A medida de maior impacto reduz a alíquota sobre o adicional de compulsório dos depósitos à vista e a prazo, de 8% para 5%. Essa alteração, que passa a valer a partir dos recolhimentos que precisam ser feitos amanhã, deve liberar R$16,9 bilhões na economia. A alíquota adicional de poupança foi mantida em 10%.
Hoje, nos depósitos à vista, a alíquota normal do recolhimento é de 45% e há um adicional de 8%, instituído em agosto de 2002. Na prática, então, o compulsório é de 53%. O que o BC faz agora é reduzir o adicional para 5%, trazendo o compulsório total a 50%. No caso de depósito a prazo, a alíquota normal é de 15% e, com o adicional de 8%, chegava a 23%. Com a medida, o compulsório na prática para esses depósitos cai a 20%.
O presidente do BC, Henrique Meirelles, que viajaria ontem de São Paulo para Washington, adiou o embarque e volta a Brasília hoje. Isso, nos corredores do BC, foi entendido como possibilidade de novas medidas saírem do forno. A autoridade monetária aguardaria apenas a reação do mercado hoje para calibrar a dosagem. Meirelles deve ir à noite para Washington.
Medidas já adotadas liberaram R$87,2 bi
A outra medida só afeta depósitos a prazo. A alíquota básica foi mantida em 15%, mas o BC o valor da dedução sobre esse recolhimento passou de R$300 milhões para R$700 milhões. Se um banco hoje tem R$2 bilhões em depósitos a prazo, por exemplo, pode abater R$300 milhões e recolher o compulsório sobre R$1,7 bilhão. Com a nova regra, que entra em vigor dia 13, o compulsório será recolhido sobre R$1,3 bilhão. A medida deve liberar R$6,3 bilhões ao mercado.

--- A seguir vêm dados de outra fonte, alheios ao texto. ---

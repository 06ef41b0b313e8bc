//! Greedy best-first search over grid arrangements.
//!
//! Nodes are ordered by heuristic alone, with no accumulated path cost, so the
//! search always finds a solution for a solvable grid but not necessarily the
//! shortest one.

use std::cmp::Reverse;
use std::collections::BinaryHeap;
use std::time::Instant;

use rustc_hash::{FxHashMap, FxHashSet};

use crate::config::SolverConfig;
use crate::error::SolveError;
use crate::puzzle::{index_to_coordinates, Grid, Move};

const PROGRESS_INTERVAL: usize = 10_000;

/// Misplaced non-blank tiles plus the sum of their Manhattan distances to
/// their goal cells. Zero exactly when the grid is solved.
pub fn heuristic(grid: &Grid) -> u32 {
    let mut misplaced = 0;
    let mut distance = 0;
    for (i, tile) in grid.tiles().iter().enumerate() {
        if tile.is_blank() {
            continue;
        }
        let goal = tile.goal_index();
        if goal != i {
            misplaced += 1;
        }
        let (row, col) = index_to_coordinates(i);
        let (goal_row, goal_col) = index_to_coordinates(goal);
        distance += row.abs_diff(goal_row) + col.abs_diff(goal_col);
    }
    (misplaced + distance) as u32
}

/// Result of a successful search.
#[derive(Debug, Clone, PartialEq, Eq)]
pub struct Solution {
    /// Blank directions from the input grid to the solved grid.
    pub moves: Vec<Move>,
    /// Number of nodes taken off the frontier.
    pub expanded: usize,
}

#[derive(Debug, Clone, Default)]
pub struct Solver {
    config: SolverConfig,
}

impl Solver {
    pub fn new(config: SolverConfig) -> Self {
        Self { config }
    }

    pub fn config(&self) -> &SolverConfig {
        &self.config
    }

    pub fn solve(&self, grid: &Grid) -> Result<Vec<Move>, SolveError> {
        self.search(grid).map(|solution| solution.moves)
    }

    pub fn search(&self, grid: &Grid) -> Result<Solution, SolveError> {
        if !grid.is_solvable() {
            log::warn!("refusing to search unsolvable grid {:?}", grid.numbers());
            return Err(SolveError::Unsolvable);
        }

        let started = Instant::now();
        let mut search = Search::new(grid.clone());
        log::debug!("search started, root heuristic {}", search.nodes[0].heuristic);

        let result = search.run(&self.config, started);
        match &result {
            Ok(solution) => log::debug!(
                "solved in {} moves: expanded {}, frontier {}, cached {}, {:?}",
                solution.moves.len(),
                solution.expanded,
                search.frontier.len(),
                search.cache.len(),
                started.elapsed()
            ),
            Err(err) => log::debug!("search stopped: {err}"),
        }
        result
    }
}

/// One state in the search tree. `parent` indexes into the node arena.
#[derive(Debug)]
struct SearchNode {
    grid: Grid,
    heuristic: u32,
    parent: Option<usize>,
    movement: Option<Move>,
}

/// State scoped to a single solve.
struct Search {
    nodes: Vec<SearchNode>,
    /// Lowest heuristic first; ties go to the earlier node.
    frontier: BinaryHeap<Reverse<(u32, usize)>>,
    in_frontier: FxHashSet<u64>,
    explored: FxHashSet<u64>,
    cache: FxHashMap<u64, u32>,
}

impl Search {
    fn new(root: Grid) -> Self {
        let mut search = Self {
            nodes: Vec::new(),
            frontier: BinaryHeap::new(),
            in_frontier: FxHashSet::default(),
            explored: FxHashSet::default(),
            cache: FxHashMap::default(),
        };
        let key = root.key();
        let score = search.score(key, &root);
        search.push(SearchNode {
            grid: root,
            heuristic: score,
            parent: None,
            movement: None,
        });
        search
    }

    fn score(&mut self, key: u64, grid: &Grid) -> u32 {
        *self.cache.entry(key).or_insert_with(|| heuristic(grid))
    }

    fn push(&mut self, node: SearchNode) {
        let index = self.nodes.len();
        self.in_frontier.insert(node.grid.key());
        self.frontier.push(Reverse((node.heuristic, index)));
        self.nodes.push(node);
    }

    fn run(&mut self, config: &SolverConfig, started: Instant) -> Result<Solution, SolveError> {
        let mut expanded = 0;

        while let Some(Reverse((_, index))) = self.frontier.pop() {
            if let Some(limit) = config.max_expanded {
                if expanded >= limit {
                    return Err(SolveError::NodeLimit { limit });
                }
            }
            if let Some(budget) = config.time_budget {
                let elapsed = started.elapsed();
                if elapsed > budget {
                    return Err(SolveError::TimedOut { elapsed });
                }
            }

            expanded += 1;
            if expanded % PROGRESS_INTERVAL == 0 {
                log::trace!(
                    "expanded {expanded}, frontier {}, best heuristic {}",
                    self.frontier.len(),
                    self.nodes[index].heuristic
                );
            }

            let key = self.nodes[index].grid.key();
            self.in_frontier.remove(&key);
            self.explored.insert(key);

            if self.nodes[index].grid.is_solved() {
                return Ok(Solution {
                    moves: self.build_path(index),
                    expanded,
                });
            }

            self.expand(index);
        }

        Err(SolveError::Exhausted { expanded })
    }

    fn expand(&mut self, index: usize) {
        let moves: Vec<_> = self.nodes[index].grid.legal_moves().collect();
        for (movement, target) in moves {
            let mut child = self.nodes[index].grid.clone();
            child.move_tile(target);

            let key = child.key();
            if self.explored.contains(&key) || self.in_frontier.contains(&key) {
                continue;
            }

            let score = self.score(key, &child);
            self.push(SearchNode {
                grid: child,
                heuristic: score,
                parent: Some(index),
                movement: Some(movement),
            });
        }
    }

    /// Walks parent links from `goal` back to the root.
    fn build_path(&self, goal: usize) -> Vec<Move> {
        let mut path = Vec::new();
        let mut current = goal;
        while let Some(parent) = self.nodes[current].parent {
            if let Some(movement) = self.nodes[current].movement {
                path.push(movement);
            }
            current = parent;
        }
        path.reverse();
        path
    }
}
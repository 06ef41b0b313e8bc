use rand::{seq::SliceRandom, thread_rng, Rng};
use std::fmt;

use crate::error::{GridError, SolveError};
use crate::solver::Solver;

/// Width and height of the board.
pub const SIDE: usize = 4;
/// Number of cells, and also the label carried by the blank.
pub const TILE_COUNT: usize = SIDE * SIDE;

/// Direction the blank travels when a move is applied.
#[derive(Debug, Clone, Copy, PartialEq, Eq, Hash)]
pub enum Move {
    Up,
    Down,
    Left,
    Right,
}

impl Move {
    /// Candidate order used by move generation.
    pub const ALL: [Move; 4] = [Move::Up, Move::Down, Move::Left, Move::Right];

    pub fn opposite(&self) -> Self {
        match self {
            Move::Up => Move::Down,
            Move::Down => Move::Up,
            Move::Left => Move::Right,
            Move::Right => Move::Left,
        }
    }

    /// Index the blank swaps with when it sits at `blank`, if the move stays
    /// on the board.
    pub fn target(&self, blank: usize) -> Option<usize> {
        if blank >= TILE_COUNT {
            return None;
        }
        match self {
            Move::Up if blank >= SIDE => Some(blank - SIDE),
            Move::Down if blank < TILE_COUNT - SIDE => Some(blank + SIDE),
            Move::Left if blank % SIDE != 0 => Some(blank - 1),
            Move::Right if blank % SIDE != SIDE - 1 => Some(blank + 1),
            _ => None,
        }
    }

    /// Arrow key that produces this move: the key names the direction the
    /// tile slides, which is opposite to the blank.
    pub fn arrow_key(&self) -> &'static str {
        match self {
            Move::Up => "ArrowDown",
            Move::Down => "ArrowUp",
            Move::Left => "ArrowRight",
            Move::Right => "ArrowLeft",
        }
    }
}

impl fmt::Display for Move {
    fn fmt(&self, f: &mut fmt::Formatter<'_>) -> fmt::Result {
        let s = match *self {
            Move::Up => "Up",
            Move::Left => "Left",
            Move::Down => "Down",
            Move::Right => "Right",
        };
        write!(f, "{}", s)
    }
}

/// A numbered tile; 16 is the blank.
#[derive(Debug, Clone, Copy, PartialEq, Eq, Hash, PartialOrd, Ord)]
pub struct Tile(u8);

impl Tile {
    pub const BLANK: Tile = Tile(TILE_COUNT as u8);

    pub fn new(number: u8) -> Option<Self> {
        (1..=TILE_COUNT as u8).contains(&number).then_some(Tile(number))
    }

    pub fn number(&self) -> u8 {
        self.0
    }

    pub fn is_blank(&self) -> bool {
        *self == Self::BLANK
    }

    /// Cell index this tile occupies in the solved arrangement.
    pub fn goal_index(&self) -> usize {
        self.0 as usize - 1
    }
}

pub fn index_to_coordinates(index: usize) -> (usize, usize) {
    (index / SIDE, index % SIDE)
}

pub fn coordinates_to_index(row: usize, col: usize) -> usize {
    row * SIDE + col
}

#[derive(Debug, Clone, PartialEq, Eq, Hash)]
pub struct Grid {
    cells: [Tile; TILE_COUNT],
    blank_index: usize,
}

impl Default for Grid {
    fn default() -> Self {
        Self::new()
    }
}

impl Grid {
    /// The solved arrangement: 1..=15 in row-major order, blank last.
    pub fn new() -> Self {
        let mut cells = [Tile::BLANK; TILE_COUNT];
        for (i, cell) in cells.iter_mut().enumerate() {
            *cell = Tile(i as u8 + 1);
        }

        Self {
            cells,
            blank_index: TILE_COUNT - 1,
        }
    }

    /// Builds a grid from tile numbers in row-major order.
    pub fn from_numbers(numbers: &[u8]) -> Result<Self, GridError> {
        if numbers.len() != TILE_COUNT {
            return Err(GridError::WrongLength(numbers.len()));
        }

        let mut seen = [false; TILE_COUNT];
        let mut cells = [Tile::BLANK; TILE_COUNT];
        for (cell, &n) in cells.iter_mut().zip(numbers) {
            let tile = Tile::new(n).ok_or(GridError::OutOfRange(n))?;
            if std::mem::replace(&mut seen[tile.goal_index()], true) {
                return Err(GridError::Duplicate(n));
            }
            *cell = tile;
        }

        let blank_index = Self::find_blank(&cells);
        Ok(Self { cells, blank_index })
    }

    fn find_blank(cells: &[Tile; TILE_COUNT]) -> usize {
        cells
            .iter()
            .position(Tile::is_blank)
            .unwrap_or(TILE_COUNT - 1)
    }

    pub fn tiles(&self) -> &[Tile; TILE_COUNT] {
        &self.cells
    }

    pub fn numbers(&self) -> [u8; TILE_COUNT] {
        self.cells.map(|t| t.number())
    }

    pub fn blank_index(&self) -> usize {
        self.blank_index
    }

    /// Packs the arrangement into 64 bits, four per cell.
    pub fn key(&self) -> u64 {
        self.cells
            .iter()
            .enumerate()
            .fold(0u64, |acc, (i, t)| acc | ((t.goal_index() as u64) << (4 * i)))
    }

    pub fn scramble(&mut self) {
        self.scramble_with(&mut thread_rng());
    }

    /// Draws uniform permutations until one is solvable and not already
    /// solved.
    pub fn scramble_with<R: Rng + ?Sized>(&mut self, rng: &mut R) {
        let mut attempts = 0u32;
        loop {
            attempts += 1;
            self.cells.shuffle(rng);
            self.blank_index = Self::find_blank(&self.cells);

            if self.is_solvable() && !self.is_solved() {
                break;
            }
        }
        log::trace!("scramble accepted after {attempts} draw(s)");
    }

    /// Slides the tile at `target` into the blank. Fails without touching the
    /// grid unless `target` is orthogonally adjacent to the blank.
    pub fn move_tile(&mut self, target: usize) -> bool {
        if target >= TILE_COUNT {
            return false;
        }

        let (row, col) = index_to_coordinates(target);
        let (blank_row, blank_col) = index_to_coordinates(self.blank_index);
        if row.abs_diff(blank_row) + col.abs_diff(blank_col) != 1 {
            return false;
        }

        self.cells.swap(target, self.blank_index);
        self.blank_index = target;
        true
    }

    pub fn apply_move(&mut self, movement: Move) -> bool {
        match movement.target(self.blank_index) {
            Some(target) => self.move_tile(target),
            None => false,
        }
    }

    /// Legal moves from the current blank position with the index each one
    /// swaps with.
    pub fn legal_moves(&self) -> impl Iterator<Item = (Move, usize)> {
        let blank = self.blank_index;
        Move::ALL
            .into_iter()
            .filter_map(move |m| m.target(blank).map(|t| (m, t)))
    }

    pub fn is_solved(&self) -> bool {
        self.cells[..TILE_COUNT - 1]
            .iter()
            .enumerate()
            .all(|(i, t)| t.goal_index() == i)
    }

    pub fn is_solvable(&self) -> bool {
        let (blank_row, _) = index_to_coordinates(self.blank_index);
        (self.count_inversions() + blank_row + 1) % 2 == 0
    }

    fn count_inversions(&self) -> usize {
        let numbers: Vec<u8> = self
            .cells
            .iter()
            .filter(|t| !t.is_blank())
            .map(Tile::number)
            .collect();

        numbers
            .iter()
            .enumerate()
            .map(|(i, &val)| numbers[i + 1..].iter().filter(|&&next| next < val).count())
            .sum()
    }

    pub fn solve(&self) -> Result<Vec<Move>, SolveError> {
        Solver::default().solve(self)
    }
}

impl fmt::Display for Grid {
    fn fmt(&self, f: &mut fmt::Formatter<'_>) -> fmt::Result {
        for row in self.cells.chunks(SIDE) {
            for tile in row {
                if tile.is_blank() {
                    write!(f, "   ")?;
                } else {
                    write!(f, "{:2} ", tile.number())?;
                }
            }
            writeln!(f)?;
        }
        Ok(())
    }
}

#[cfg(test)]
mod tests {
    use super::*;
    use rand::{rngs::StdRng, SeedableRng};

    fn grid(numbers: [u8; TILE_COUNT]) -> Grid {
        Grid::from_numbers(&numbers).unwrap()
    }

    #[test]
    fn new_grid_is_solved() {
        let g = Grid::new();
        assert!(g.is_solved());
        assert!(g.is_solvable());
        assert_eq!(g.blank_index(), 15);
        assert_eq!(g.numbers()[0], 1);
    }

    #[test]
    fn coordinates_round_trip() {
        assert_eq!(index_to_coordinates(6), (1, 2));
        assert_eq!(coordinates_to_index(3, 1), 13);
    }

    #[test]
    fn from_numbers_rejects_bad_input() {
        assert_eq!(Grid::from_numbers(&[1, 2, 3]), Err(GridError::WrongLength(3)));

        let mut numbers: Vec<u8> = (1..=16).collect();
        numbers[0] = 17;
        assert_eq!(Grid::from_numbers(&numbers), Err(GridError::OutOfRange(17)));

        numbers[0] = 2;
        assert_eq!(Grid::from_numbers(&numbers), Err(GridError::Duplicate(2)));
    }

    #[test]
    fn move_tile_only_accepts_neighbors() {
        for blank in 0..TILE_COUNT {
            let mut start = Grid::new();
            // walk the blank to `blank` by swapping with the cell directly
            start.cells.swap(15, blank);
            start.blank_index = blank;

            for target in 0..TILE_COUNT + 2 {
                let mut g = start.clone();
                let adjacent = target < TILE_COUNT && {
                    let (r, c) = index_to_coordinates(target);
                    let (br, bc) = index_to_coordinates(blank);
                    r.abs_diff(br) + c.abs_diff(bc) == 1
                };

                assert_eq!(g.move_tile(target), adjacent, "blank {blank} target {target}");
                if adjacent {
                    assert_eq!(g.blank_index(), target);
                    assert_eq!(g.tiles()[blank], start.tiles()[target]);
                    assert!(g.tiles()[target].is_blank());
                } else {
                    assert_eq!(g, start);
                }
            }
        }
    }

    #[test]
    fn legal_moves_match_board_edges() {
        let corner = Grid::new();
        let moves: Vec<_> = corner.legal_moves().collect();
        assert_eq!(moves, vec![(Move::Up, 11), (Move::Left, 14)]);

        let mut center = Grid::new();
        assert!(center.apply_move(Move::Up));
        assert!(center.apply_move(Move::Left));
        assert_eq!(center.blank_index(), 10);
        assert_eq!(center.legal_moves().count(), 4);
    }

    #[test]
    fn apply_move_off_board_fails() {
        let mut g = Grid::new();
        assert!(!g.apply_move(Move::Down));
        assert!(!g.apply_move(Move::Right));
        assert_eq!(g, Grid::new());
    }

    #[test]
    fn swapped_last_tiles_are_unsolvable() {
        let g = grid([1, 2, 3, 4, 5, 6, 7, 8, 9, 10, 11, 12, 13, 15, 14, 16]);
        assert!(!g.is_solvable());

        let g = grid([1, 2, 3, 4, 5, 6, 7, 8, 9, 10, 11, 12, 13, 15, 16, 14]);
        assert_eq!(g.blank_index(), 14);
        assert!(!g.is_solvable());
    }

    #[test]
    fn solvability_survives_moves() {
        let mut rng = StdRng::seed_from_u64(7);
        for _ in 0..50 {
            let mut g = Grid::new();
            g.cells.shuffle(&mut rng);
            g.blank_index = Grid::find_blank(&g.cells);
            let before = g.is_solvable();

            for _ in 0..20 {
                let moves: Vec<_> = g.legal_moves().collect();
                let (m, _) = moves[rng.gen_range(0..moves.len())];
                assert!(g.apply_move(m));
                assert_eq!(g.is_solvable(), before);
            }
        }
    }

    #[test]
    fn scramble_yields_solvable_unsolved_grids() {
        let mut rng = StdRng::seed_from_u64(42);
        for _ in 0..200 {
            let mut g = Grid::new();
            g.scramble_with(&mut rng);
            assert!(g.is_solvable());
            assert!(!g.is_solved());
            assert!(g.tiles()[g.blank_index()].is_blank());
        }
    }

    #[test]
    fn key_distinguishes_arrangements() {
        let solved = Grid::new();
        let mut moved = solved.clone();
        moved.apply_move(Move::Up);
        assert_ne!(solved.key(), moved.key());
        moved.apply_move(Move::Down);
        assert_eq!(solved.key(), moved.key());
    }

    #[test]
    fn arrow_key_names_the_sliding_tile() {
        assert_eq!(Move::Up.arrow_key(), "ArrowDown");
        assert_eq!(Move::Right.arrow_key(), "ArrowLeft");
        assert_eq!(Move::Left.opposite(), Move::Right);
    }
}
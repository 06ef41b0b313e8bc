use std::time::Duration;

/// Budgets applied between frontier pops. The default imposes none, so a
/// solvable grid always runs to completion.
#[derive(Debug, Clone, Copy, Default, PartialEq, Eq)]
pub struct SolverConfig {
    /// Maximum number of nodes to expand before giving up.
    pub max_expanded: Option<usize>,
    /// Wall-clock budget for a single solve.
    pub time_budget: Option<Duration>,
}

impl SolverConfig {
    pub fn unbounded() -> Self {
        Self::default()
    }

    pub fn with_max_expanded(mut self, limit: usize) -> Self {
        self.max_expanded = Some(limit);
        self
    }

    pub fn with_time_budget(mut self, budget: Duration) -> Self {
        self.time_budget = Some(budget);
        self
    }
}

Com as outras duas mexidas no compulsório dos últimos 15 dias - os R$13,2 bilhões com a redução para bancos pequenos e os R$23,5 bilhões para bancos grandes comprarem carteiras de crédito de instituições menores -, o total de liberações nesses depósitos soma R$59,9 bilhões. O BC tinha, no fim de agosto, R$259,4 bilhões de compulsório.
Além disso, o governo - que nega a existência de um pacote para a crise - já liberou R$27,35 bilhões em ampliação de endividamento do BNDES, recursos para a agricultura, utilização de valores do FGTS e do FAT. O volume total, portanto, chega a R$87,2 bilhões.